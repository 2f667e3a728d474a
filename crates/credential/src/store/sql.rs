//! SQL-backed storage: `api_keys` + `usage_windows`, with optimistic
//! concurrency on `update_usage`.
//!
//! Targets SQLite by default (the `sqlite` feature); the `postgres`
//! feature declares the driver dependency but the query layer below
//! speaks SQLite's `?` placeholder syntax — see `DESIGN.md` for the
//! open question this leaves for a production Postgres deployment.

use async_trait::async_trait;
use chrono::{DateTime, Utc};
use gateway_core::{Error, Result};
use sqlx::{Row, SqlitePool};
use tracing::{debug, warn};

use super::CredentialStore;
use crate::record::{CredentialRecord, CredentialStats, UsageWindow};

const MAX_CONCURRENCY_RETRIES: u32 = 3;

/// SQL-backed credential store.
pub struct SqlStore {
    pool: SqlitePool,
}

impl SqlStore {
    /// Connect using `database_url`, configuring WAL-equivalent mode,
    /// foreign-key enforcement, and a 5s busy timeout.
    pub async fn connect(database_url: &str) -> Result<Self> {
        let pool = sqlx::sqlite::SqlitePoolOptions::new()
            .max_connections(10)
            .connect(database_url)
            .await
            .map_err(|e| Error::unavailable(format!("connect sql backend: {e}")))?;

        sqlx::query("PRAGMA journal_mode=WAL")
            .execute(&pool)
            .await
            .map_err(|e| Error::unavailable(format!("set journal_mode: {e}")))?;
        sqlx::query("PRAGMA foreign_keys=ON")
            .execute(&pool)
            .await
            .map_err(|e| Error::unavailable(format!("set foreign_keys: {e}")))?;
        sqlx::query("PRAGMA busy_timeout=5000")
            .execute(&pool)
            .await
            .map_err(|e| Error::unavailable(format!("set busy_timeout: {e}")))?;

        Ok(Self { pool })
    }

    /// Build directly from an existing pool (used by tests).
    #[must_use]
    pub fn from_pool(pool: SqlitePool) -> Self {
        Self { pool }
    }

    async fn load_windows(&self, key: &str) -> Result<Vec<UsageWindow>> {
        let rows = sqlx::query("SELECT window_start, tokens_used FROM usage_windows WHERE api_key = ? ORDER BY window_start ASC")
            .bind(key)
            .fetch_all(&self.pool)
            .await
            .map_err(|e| Error::unavailable(format!("load usage windows: {e}")))?;

        rows.into_iter()
            .map(|row| {
                let window_start: i64 = row.try_get("window_start").map_err(sql_err)?;
                let tokens_used: i64 = row.try_get("tokens_used").map_err(sql_err)?;
                Ok(UsageWindow {
                    window_start: DateTime::from_timestamp_millis(window_start)
                        .unwrap_or_else(Utc::now),
                    tokens_used: tokens_used.max(0) as u64,
                })
            })
            .collect()
    }
}

fn sql_err(e: sqlx::Error) -> Error {
    Error::internal(format!("decode sql row: {e}"))
}

#[async_trait]
impl CredentialStore for SqlStore {
    async fn initialize(&self) -> Result<()> {
        sqlx::query(
            "CREATE TABLE IF NOT EXISTS api_keys (
                key TEXT PRIMARY KEY,
                name TEXT NOT NULL,
                model TEXT,
                token_limit_per_5h INTEGER NOT NULL,
                expiry_date INTEGER NOT NULL,
                created_at INTEGER NOT NULL,
                last_used INTEGER,
                total_lifetime_tokens INTEGER NOT NULL DEFAULT 0,
                version INTEGER NOT NULL DEFAULT 0
            )",
        )
        .execute(&self.pool)
        .await
        .map_err(|e| Error::unavailable(format!("create api_keys: {e}")))?;

        sqlx::query(
            "CREATE TABLE IF NOT EXISTS usage_windows (
                id INTEGER PRIMARY KEY AUTOINCREMENT,
                api_key TEXT NOT NULL REFERENCES api_keys(key) ON DELETE CASCADE ON UPDATE CASCADE,
                window_start INTEGER NOT NULL,
                tokens_used INTEGER NOT NULL
            )",
        )
        .execute(&self.pool)
        .await
        .map_err(|e| Error::unavailable(format!("create usage_windows: {e}")))?;

        for (name, ddl) in [
            ("idx_api_keys_last_used", "CREATE INDEX IF NOT EXISTS idx_api_keys_last_used ON api_keys(last_used)"),
            ("idx_api_keys_expiry", "CREATE INDEX IF NOT EXISTS idx_api_keys_expiry ON api_keys(expiry_date)"),
            ("idx_usage_windows_api_key", "CREATE INDEX IF NOT EXISTS idx_usage_windows_api_key ON usage_windows(api_key)"),
            ("idx_usage_windows_start", "CREATE INDEX IF NOT EXISTS idx_usage_windows_start ON usage_windows(window_start)"),
        ] {
            sqlx::query(ddl)
                .execute(&self.pool)
                .await
                .map_err(|e| Error::unavailable(format!("create {name}: {e}")))?;
        }

        Ok(())
    }

    async fn find(&self, key: &str) -> Result<Option<CredentialRecord>> {
        let row = sqlx::query(
            "SELECT key, name, model, token_limit_per_5h, expiry_date, created_at, last_used, total_lifetime_tokens
             FROM api_keys WHERE key = ?",
        )
        .bind(key)
        .fetch_optional(&self.pool)
        .await
        .map_err(|e| Error::unavailable(format!("find credential: {e}")))?;

        let Some(row) = row else { return Ok(None) };

        let expiry_ms: i64 = row.try_get("expiry_date").map_err(sql_err)?;
        let created_ms: i64 = row.try_get("created_at").map_err(sql_err)?;
        let last_used_ms: Option<i64> = row.try_get("last_used").map_err(sql_err)?;
        let total_lifetime_tokens: i64 = row.try_get("total_lifetime_tokens").map_err(sql_err)?;

        let usage_windows = self.load_windows(key).await?;

        Ok(Some(CredentialRecord {
            key: row.try_get("key").map_err(sql_err)?,
            name: row.try_get("name").map_err(sql_err)?,
            model: row.try_get("model").map_err(sql_err)?,
            token_limit_per_5h: {
                let v: i64 = row.try_get("token_limit_per_5h").map_err(sql_err)?;
                v.max(0) as u64
            },
            expiry: DateTime::from_timestamp_millis(expiry_ms).unwrap_or_else(Utc::now),
            created_at: DateTime::from_timestamp_millis(created_ms).unwrap_or_else(Utc::now),
            last_used: last_used_ms.and_then(DateTime::from_timestamp_millis),
            total_lifetime_tokens: total_lifetime_tokens.max(0) as u64,
            usage_windows,
            rolling_window_cache: None,
            created_by: None,
        }))
    }

    async fn update_usage(
        &self,
        key: &str,
        tokens_used: i64,
        _model: Option<&str>,
        now: DateTime<Utc>,
    ) -> Result<()> {
        for attempt in 0..MAX_CONCURRENCY_RETRIES {
            let mut tx = self
                .pool
                .begin()
                .await
                .map_err(|e| Error::unavailable(format!("begin tx: {e}")))?;

            let version_row = sqlx::query("SELECT version FROM api_keys WHERE key = ?")
                .bind(key)
                .fetch_optional(&mut *tx)
                .await
                .map_err(|e| Error::unavailable(format!("read version: {e}")))?;
            let Some(version_row) = version_row else {
                return Err(Error::internal(format!("unknown credential key {key}")));
            };
            let version: i64 = version_row.try_get("version").map_err(sql_err)?;

            let span_start = (now - chrono::Duration::hours(5)).timestamp_millis();
            sqlx::query("DELETE FROM usage_windows WHERE api_key = ? AND window_start < ?")
                .bind(key)
                .bind(span_start)
                .execute(&mut *tx)
                .await
                .map_err(|e| Error::unavailable(format!("purge windows: {e}")))?;

            let latest = sqlx::query(
                "SELECT id, tokens_used FROM usage_windows WHERE api_key = ? ORDER BY window_start DESC LIMIT 1",
            )
            .bind(key)
            .fetch_optional(&mut *tx)
            .await
            .map_err(|e| Error::unavailable(format!("read latest window: {e}")))?;

            match latest {
                Some(row) => {
                    let id: i64 = row.try_get("id").map_err(sql_err)?;
                    let existing: i64 = row.try_get("tokens_used").map_err(sql_err)?;
                    let updated = (existing + tokens_used).max(0);
                    sqlx::query("UPDATE usage_windows SET tokens_used = ? WHERE id = ?")
                        .bind(updated)
                        .bind(id)
                        .execute(&mut *tx)
                        .await
                        .map_err(|e| Error::unavailable(format!("update window: {e}")))?;
                }
                None => {
                    sqlx::query(
                        "INSERT INTO usage_windows (api_key, window_start, tokens_used) VALUES (?, ?, ?)",
                    )
                    .bind(key)
                    .bind(now.timestamp_millis())
                    .bind(tokens_used.max(0))
                    .execute(&mut *tx)
                    .await
                    .map_err(|e| Error::unavailable(format!("insert window: {e}")))?;
                }
            }

            let lifetime_delta = tokens_used.max(0);
            let result = sqlx::query(
                "UPDATE api_keys SET last_used = ?, total_lifetime_tokens = total_lifetime_tokens + ?, version = version + 1
                 WHERE key = ? AND version = ?",
            )
            .bind(now.timestamp_millis())
            .bind(lifetime_delta)
            .bind(key)
            .bind(version)
            .execute(&mut *tx)
            .await
            .map_err(|e| Error::unavailable(format!("update api_keys: {e}")))?;

            if result.rows_affected() == 0 {
                // Lost the optimistic-concurrency race; retry against the
                // current version, up to MAX_CONCURRENCY_RETRIES times.
                tx.rollback()
                    .await
                    .map_err(|e| Error::unavailable(format!("rollback: {e}")))?;
                if attempt + 1 == MAX_CONCURRENCY_RETRIES {
                    warn!(key, attempt, "update_usage exhausted optimistic-concurrency retries");
                    return Err(Error::unavailable(
                        "update_usage conflict: exhausted retries",
                    ));
                }
                debug!(key, attempt, "update_usage lost optimistic-concurrency race; retrying");
                continue;
            }

            tx.commit()
                .await
                .map_err(|e| Error::unavailable(format!("commit: {e}")))?;
            return Ok(());
        }

        Err(Error::unavailable("update_usage conflict: exhausted retries"))
    }

    async fn stats(&self, key: &str) -> Result<Option<CredentialStats>> {
        let Some(record) = self.find(key).await? else {
            return Ok(None);
        };
        let now = gateway_core::now();
        let span = chrono::Duration::hours(5);
        let used: u64 = record
            .usage_windows
            .iter()
            .filter(|w| w.window_start >= now - span)
            .map(|w| w.tokens_used)
            .sum();
        Ok(Some(CredentialStats {
            tokens_used_in_current_window: used,
            remaining_tokens: record.token_limit_per_5h.saturating_sub(used),
            is_expired: record.is_expired(now),
            total_lifetime_tokens: record.total_lifetime_tokens,
        }))
    }
}

/// Admin-surface helper mirroring `store::file::upsert`. Not part of the
/// request path.
pub async fn upsert(store: &SqlStore, record: &CredentialRecord) -> Result<()> {
    sqlx::query(
        "INSERT INTO api_keys (key, name, model, token_limit_per_5h, expiry_date, created_at, last_used, total_lifetime_tokens, version)
         VALUES (?, ?, ?, ?, ?, ?, ?, ?, 0)
         ON CONFLICT(key) DO UPDATE SET
            name = excluded.name,
            model = excluded.model,
            token_limit_per_5h = excluded.token_limit_per_5h,
            expiry_date = excluded.expiry_date",
    )
    .bind(&record.key)
    .bind(&record.name)
    .bind(&record.model)
    .bind(record.token_limit_per_5h as i64)
    .bind(record.expiry.timestamp_millis())
    .bind(record.created_at.timestamp_millis())
    .bind(record.last_used.map(|t| t.timestamp_millis()))
    .bind(record.total_lifetime_tokens as i64)
    .execute(&store.pool)
    .await
    .map_err(|e| Error::unavailable(format!("upsert credential: {e}")))?;
    Ok(())
}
········
§ YOUR ASSIGNMENT: Using the entries above, copy out all lines that contain the string "warn".

§ OUTPUT OF THE TASK:
use tracing::{debug, warn};
                    warn!(key, attempt, "update_usage exhausted optimistic-concurrency retries");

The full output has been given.